Problem statement: Filter the entries and keep only the lines where the string "ProductRow" appears.

(Stored data)
◇ ◇ ◇ ◇ ◇
//! PostgreSQL storage implementation.
//!
//! This module provides the `PgStore` implementation of the `Store` trait.
//! Compound operations run inside a single transaction; checkout
//! additionally takes `FOR UPDATE` row locks on every product it touches,
//! in a stable order, so concurrent checkouts serialize per product
//! instead of both passing validation on a stale stock read.

use std::collections::HashMap;

use async_trait::async_trait;
use chrono::{DateTime, Utc};
use rust_decimal::Decimal;
use sqlx::postgres::PgPoolOptions;
use sqlx::PgPool;
use uuid::Uuid;

use tienda_core::{
    Cart, CartId, CartItem, CartItemId, CartLine, CartStatus, CartView, ChargedItem,
    CheckoutSummary, Product, ProductId, ProductPatch, UnknownCartStatus, UserId,
};

use crate::error::{Result, StoreError};
use crate::Store;

/// Embedded schema migrations, applied at connect time.
pub static MIGRATOR: sqlx::migrate::Migrator = sqlx::migrate!("./migrations");

/// PostgreSQL-backed storage implementation.
pub struct PgStore {
    pool: PgPool,
}

impl PgStore {
    /// Connect to PostgreSQL and apply pending migrations.
    ///
    /// # Errors
    ///
    /// Returns an error if the connection or a migration fails.
    pub async fn connect(database_url: &str, max_connections: u32) -> Result<Self> {
        let pool = PgPoolOptions::new()
            .max_connections(max_connections)
            .connect(database_url)
            .await?;

        tracing::info!(max_connections, "Connected to PostgreSQL");

        MIGRATOR.run(&pool).await?;

        Ok(Self { pool })
    }

    /// Build a store around an existing pool. Migrations are not run.
    #[must_use]
    pub fn from_pool(pool: PgPool) -> Self {
        Self { pool }
    }
}

// =============================================================================
// Row types
// =============================================================================

#[derive(sqlx::FromRow)]
struct ProductRow {
    id: Uuid,
    name: String,
    description: Option<String>,
    price: Decimal,
    stock: i32,
    image_url: Option<String>,
    features: Option<serde_json::Value>,
    created_at: DateTime<Utc>,
    updated_at: DateTime<Utc>,
}

impl From<ProductRow> for Product {
    fn from(row: ProductRow) -> Self {
        Self {
            id: ProductId::from_uuid(row.id),
            name: row.name,
            description: row.description,
            price: row.price,
            stock: row.stock,
            image_url: row.image_url,
            features: row.features,
            created_at: row.created_at,
            updated_at: row.updated_at,
        }
    }
}

#[derive(sqlx::FromRow)]
struct CartRow {
    id: Uuid,
    user_id: Uuid,
    status: String,
    created_at: DateTime<Utc>,
    updated_at: DateTime<Utc>,
}

impl TryFrom<CartRow> for Cart {
    type Error = StoreError;

    fn try_from(row: CartRow) -> Result<Self> {
        let status: CartStatus = row
            .status
            .parse()
            .map_err(|e: UnknownCartStatus| StoreError::Database(e.to_string()))?;
        Ok(Self {
            id: CartId::from_uuid(row.id),
            user_id: UserId::from_uuid(row.user_id),
            status,
            created_at: row.created_at,
            updated_at: row.updated_at,
        })
    }
}

#[derive(sqlx::FromRow)]
struct CartItemRow {
    id: Uuid,
    cart_id: Uuid,
    product_id: Uuid,
    quantity: i32,
    created_at: DateTime<Utc>,
    updated_at: DateTime<Utc>,
}

impl From<CartItemRow> for CartItem {
    fn from(row: CartItemRow) -> Self {
        Self {
            id: CartItemId::from_uuid(row.id),
            cart_id: CartId::from_uuid(row.cart_id),
            product_id: ProductId::from_uuid(row.product_id),
            quantity: row.quantity,
            created_at: row.created_at,
            updated_at: row.updated_at,
        }
    }
}

/// A cart item joined with its product, for the denormalized cart view.
#[derive(sqlx::FromRow)]
struct CartLineRow {
    item_id: Uuid,
    item_quantity: i32,
    #[sqlx(flatten)]
    product: ProductRow,
}

const PRODUCT_COLUMNS: &str =
    "id, name, description, price, stock, image_url, features, created_at, updated_at";

const CART_COLUMNS: &str = "id, user_id, status, created_at, updated_at";

const CART_ITEM_COLUMNS: &str = "id, cart_id, product_id, quantity, created_at, updated_at";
◇ ◇ ◇ ◇ ◇
Written solution:
struct ProductRow {
impl From<ProductRow> for Product {
    fn from(row: ProductRow) -> Self {
    product: ProductRow,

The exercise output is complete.